Some time ago I reviewed an earlier book by Don Watson (former speech writer for Australian Prime Minister, Paul Keating) which, in Australia, had the title 'Death sentence: the decay of public language'. At least it had that title in Australia: in the UK it became, 'Gobbledygook: how cliches, sludge and management-speak are strangling our public language', while in the USA it was published as, 'Death sentences: how cliches, sludge and management-speak are strangling our public language'. Such is the confusion that Amazon.co.uk is offering the two titles as a special offer, apparently unaware that they are the same book! One wonders what the publisher is going to do with this new book. Those in the UK and the USA had better just watch out for Don Watson as author—and then check very carefully.

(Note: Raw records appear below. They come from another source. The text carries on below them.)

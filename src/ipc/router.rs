use super::handlers;
use super::types::{AppState, Request};
use crate::ipc::error::err;

pub fn handle_request(state: &mut AppState, req: Request) -> serde_json::Value {
    if let Some(resp) = handlers::core::try_handle(state, &req) {
        return resp;
    }
    if let Some(resp) = handlers::classes::try_handle(state, &req) {
        return resp;
    }
    if let Some(resp) = handlers::students::try_handle(state, &req) {
        return resp;
    }
    if let Some(resp) = handlers::fee_structures::try_handle(state, &req) {
        return resp;
    }
    if let Some(resp) = handlers::fees::try_handle(state, &req) {
        return resp;
    }
    if let Some(resp) = handlers::reports::try_handle(state, &req) {
        return resp;
    }
    if let Some(resp) = handlers::settings::try_handle(state, &req) {
        return resp;
    }
    if let Some(resp) = handlers::audit::try_handle(state, &req) {
        return resp;
    }
    if let Some(resp) = handlers::backup_exchange::try_handle(state, &req) {
        return resp;
    }

    err(
        &req.id,
        "not_implemented",
        format!("unknown method: {}", req.method),
        None,
    )
}
use rusqlite::{Connection, OptionalExtension};
use std::path::Path;
use std::time::Duration;

pub const DB_FILE: &str = "schooldesk.sqlite3";

pub fn open_db(workspace: &Path) -> anyhow::Result<Connection> {
    std::fs::create_dir_all(workspace)?;
    let db_path = workspace.join(DB_FILE);
    let conn = Connection::open(db_path)?;
    conn.execute("PRAGMA foreign_keys = ON", [])?;

    // Several collector processes may share one workspace. WAL plus a busy
    // timeout makes concurrent writers queue on the write lock instead of
    // failing with SQLITE_BUSY. journal_mode echoes the new mode as a row,
    // so it goes through query_row rather than execute.
    let _mode: String = conn.query_row("PRAGMA journal_mode = WAL", [], |r| r.get(0))?;
    conn.busy_timeout(Duration::from_millis(5000))?;

    conn.execute(
        "CREATE TABLE IF NOT EXISTS classes(
            id TEXT PRIMARY KEY,
            name TEXT NOT NULL
        )",
        [],
    )?;

    conn.execute(
        "CREATE TABLE IF NOT EXISTS students(
            id TEXT PRIMARY KEY,
            class_id TEXT NOT NULL,
            last_name TEXT NOT NULL,
            first_name TEXT NOT NULL,
            student_no TEXT,
            active INTEGER NOT NULL,
            updated_at TEXT,
            FOREIGN KEY(class_id) REFERENCES classes(id)
        )",
        [],
    )?;
    conn.execute(
        "CREATE INDEX IF NOT EXISTS idx_students_class ON students(class_id)",
        [],
    )?;

    // Existing workspaces may predate the student_no column. Add if needed.
    ensure_students_student_no(&conn)?;

    conn.execute(
        "CREATE TABLE IF NOT EXISTS fee_structures(
            class_id TEXT NOT NULL,
            academic_year TEXT NOT NULL,
            amount TEXT NOT NULL,
            PRIMARY KEY(class_id, academic_year),
            FOREIGN KEY(class_id) REFERENCES classes(id)
        )",
        [],
    )?;

    // Amounts are canonical decimal TEXT. balance and status are caches
    // recomputed inside the same transaction as every mutation; the sum of
    // live fee_transactions rows is the source of truth for total_paid.
    conn.execute(
        "CREATE TABLE IF NOT EXISTS fee_accounts(
            id TEXT PRIMARY KEY,
            student_id TEXT NOT NULL,
            academic_year TEXT NOT NULL,
            total_fee TEXT NOT NULL,
            total_paid TEXT NOT NULL,
            balance TEXT NOT NULL,
            status TEXT NOT NULL,
            updated_at TEXT,
            UNIQUE(student_id, academic_year),
            FOREIGN KEY(student_id) REFERENCES students(id)
        )",
        [],
    )?;
    ensure_fee_accounts_updated_at(&conn)?;
    conn.execute(
        "CREATE INDEX IF NOT EXISTS idx_fee_accounts_student ON fee_accounts(student_id)",
        [],
    )?;
    conn.execute(
        "CREATE INDEX IF NOT EXISTS idx_fee_accounts_year ON fee_accounts(academic_year)",
        [],
    )?;

    conn.execute(
        "CREATE TABLE IF NOT EXISTS fee_transactions(
            id TEXT PRIMARY KEY,
            receipt_no TEXT NOT NULL UNIQUE,
            account_id TEXT NOT NULL,
            student_id TEXT NOT NULL,
            academic_year TEXT NOT NULL,
            amount_paid TEXT NOT NULL,
            payment_mode TEXT NOT NULL,
            payment_for TEXT,
            paid_months TEXT,
            remarks TEXT,
            transaction_date TEXT NOT NULL,
            FOREIGN KEY(account_id) REFERENCES fee_accounts(id),
            FOREIGN KEY(student_id) REFERENCES students(id)
        )",
        [],
    )?;
    conn.execute(
        "CREATE INDEX IF NOT EXISTS idx_fee_transactions_account ON fee_transactions(account_id)",
        [],
    )?;
    conn.execute(
        "CREATE INDEX IF NOT EXISTS idx_fee_transactions_student ON fee_transactions(student_id)",
        [],
    )?;
    conn.execute(
        "CREATE INDEX IF NOT EXISTS idx_fee_transactions_year ON fee_transactions(academic_year)",
        [],
    )?;

    // Per-year receipt counters. Never decremented: deleting a payment must
    // not recycle its receipt number.
    conn.execute(
        "CREATE TABLE IF NOT EXISTS receipt_sequences(
            academic_year TEXT PRIMARY KEY,
            last_seq INTEGER NOT NULL
        )",
        [],
    )?;

    conn.execute(
        "CREATE TABLE IF NOT EXISTS settings(
            key TEXT PRIMARY KEY,
            value TEXT NOT NULL
        )",
        [],
    )?;

    conn.execute(
        "CREATE TABLE IF NOT EXISTS audit_log(
            id TEXT PRIMARY KEY,
            at TEXT NOT NULL,
            action TEXT NOT NULL,
            entity TEXT NOT NULL,
            entity_id TEXT NOT NULL,
            details TEXT
        )",
        [],
    )?;
    conn.execute(
        "CREATE INDEX IF NOT EXISTS idx_audit_log_entity ON audit_log(entity, entity_id)",
        [],
    )?;

    Ok(conn)
}

fn ensure_students_student_no(conn: &Connection) -> anyhow::Result<()> {
    if table_has_column(conn, "students", "student_no")? {
        return Ok(());
    }
    conn.execute("ALTER TABLE students ADD COLUMN student_no TEXT", [])?;
    Ok(())
}

fn ensure_fee_accounts_updated_at(conn: &Connection) -> anyhow::Result<()> {
    if table_has_column(conn, "fee_accounts", "updated_at")? {
        return Ok(());
    }
    conn.execute("ALTER TABLE fee_accounts ADD COLUMN updated_at TEXT", [])?;
    Ok(())
}

pub fn settings_set_json(
    conn: &Connection,
    key: &str,
    value: &serde_json::Value,
) -> anyhow::Result<()> {
    conn.execute(
        "INSERT INTO settings(key, value) VALUES(?, ?)
         ON CONFLICT(key) DO UPDATE SET value = excluded.value",
        (key, value.to_string()),
    )?;
    Ok(())
}

pub fn settings_get_json(
    conn: &Connection,
    key: &str,
) -> anyhow::Result<Option<serde_json::Value>> {
    let raw: Option<String> = conn
        .query_row("SELECT value FROM settings WHERE key = ?", [key], |r| {
            r.get(0)
        })
        .optional()?;
    match raw {
        Some(text) => Ok(Some(serde_json::from_str(&text)?)),
        None => Ok(None),
    }
}

fn table_has_column(conn: &Connection, table: &str, column: &str) -> anyhow::Result<bool> {
    let sql = format!("PRAGMA table_info({})", table);
    let mut stmt = conn.prepare(&sql)?;
    let mut rows = stmt.query([])?;
    while let Some(row) = rows.next()? {
        let name: String = row.get(1)?;
        if name == column {
            return Ok(true);
        }
    }
    Ok(false)
}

Why review a book like this in Information Research? Well, words are the very essence of scholarly communication and, given the extent to which management jargon proliferates in the academic world, any book that draws attention to its absurdities is worth notice. And, apart from that, I enjoy words.

What, then, is the new offering? As the title says, it is a dictionary: each word is defined, sometimes both in its normal dictionary sense, and again as a weasel word—the latter followed by quotations. For example:

calibrate
1. 'To check, adjust, or systematically standardise the graduations of a quantitative measuring instrument'
(American Heritage Dictionary).
2. Fill in the details, correct me if I'm wrong; don't expect me to bother with all that shit, I've got a war on my hands.
'Calibrate me, Dick.' 'Dick, calibrate me if I'm wrong'.
            Donald Rumsfeld to Chairman of the Joint Chiefs of Staff
Sometimes, however, no dictionary definition exists and then the clich´ definition is applied. For example:

global village
The half of the globe that is on the phone.
'The new electronic interdependence recreates the world in the image of a global village.'
            Marshall McLuhan, 1962
And, on occasion, there is simply Watson's own definition:
reality check
See if it works. What we call it if it doesn't.
'Reality check on our service objectives'.
            International CEO Forum

As you can see, Watson has a great deal of fun with all of this and he has more in his introduction:

Weasel words are the words of the powerful, the treacherous and unfaithful, spies, assassins and thieves. Bureaucrats and ideologues love them. Tyrants cannot do without them. The Newspeak of Orwell's 1984 is an invention, but also a satire on real states such as the Soviet Union where death from starvation and abuse in slave camps was recorded by official as 'failure of the heart muscle'. Were any five words ever more melancholy that this?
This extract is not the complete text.